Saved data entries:

== Segment start ==

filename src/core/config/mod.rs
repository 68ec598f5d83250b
//! Client configuration stored as TOML in the platform config directory.

pub mod data;
pub mod io;

pub use data::{Config, ConfigKey, DEFAULT_SERVER_URL, SERVER_URL_ENV_VAR};
pub use io::ConfigError;
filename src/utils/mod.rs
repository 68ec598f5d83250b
pub mod logging;
#[cfg(test)]
pub mod test_utils;
pub mod url;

== Segment end ==

- **Task description**:
In the lines above, find the word "filename" and copy every line it occurs in.

- **Answer section**:
filename src/core/config/mod.rs
filename src/utils/mod.rs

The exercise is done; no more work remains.